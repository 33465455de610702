#![allow(dead_code)]

use std::sync::Once;

use mcp_mealie::{ClientConfig, MealieClient};
use serde_json::json;
use wiremock::matchers::{method, path};
use wiremock::{Mock, MockServer, ResponseTemplate};

pub const TOKEN_PATH: &str = "/api/auth/token";
pub const USERNAME: &str = "chef";
pub const PASSWORD: &str = "secret";

/// A mock Mealie server plus the config pointing at it.
pub struct TestEnvironment {
    pub server: MockServer,
    pub config: ClientConfig,
}

impl TestEnvironment {
    pub async fn new() -> Self {
        let server = MockServer::start().await;
        // Trailing slash on purpose: the client must strip it.
        let config = ClientConfig::new(format!("{}/", server.uri()), USERNAME, PASSWORD);
        Self { server, config }
    }

    /// Answers the next `times` token requests with `token`.
    pub async fn issue_token(&self, token: &str, times: u64) {
        Mock::given(method("POST"))
            .and(path(TOKEN_PATH))
            .respond_with(ResponseTemplate::new(200).set_body_json(json!({
                "access_token": token,
                "token_type": "bearer"
            })))
            .up_to_n_times(times)
            .mount(&self.server)
            .await;
    }

    /// Answers every remaining token request with `status`.
    pub async fn reject_token_requests(&self, status: u16) {
        Mock::given(method("POST"))
            .and(path(TOKEN_PATH))
            .respond_with(ResponseTemplate::new(status).set_body_string("nope"))
            .mount(&self.server)
            .await;
    }

    pub async fn connect(&self) -> MealieClient {
        MealieClient::connect(self.config.clone())
            .await
            .expect("Failed to connect to mock Mealie")
    }

    pub async fn token_requests(&self) -> usize {
        self.requests_to(TOKEN_PATH).await
    }

    pub async fn requests_to(&self, request_path: &str) -> usize {
        self.server
            .received_requests()
            .await
            .unwrap_or_default()
            .iter()
            .filter(|r| r.url.path() == request_path)
            .count()
    }
}

pub fn init_test_logging() {
    static INIT: Once = Once::new();
    INIT.call_once(|| {
        let _ = tracing_subscriber::fmt()
            .with_env_filter(
                tracing_subscriber::EnvFilter::try_from_default_env()
                    .unwrap_or_else(|_| "mcp_mealie=debug".into()),
            )
            .with_test_writer()
            .try_init();
    });
}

● **GOAL OF THE EXERCISE**
Copy the stretch of the records above that runs from the line with "pub const PASSWORD: &str" through the line with "must strip it.". Both end lines belong in the copy, and nothing else does.

● **SOLUTION TO THIS EXERCISE**
pub const PASSWORD: &str = "secret";

/// A mock Mealie server plus the config pointing at it.
pub struct TestEnvironment {
    pub server: MockServer,
    pub config: ClientConfig,
}

impl TestEnvironment {
    pub async fn new() -> Self {
        let server = MockServer::start().await;
        // Trailing slash on purpose: the client must strip it.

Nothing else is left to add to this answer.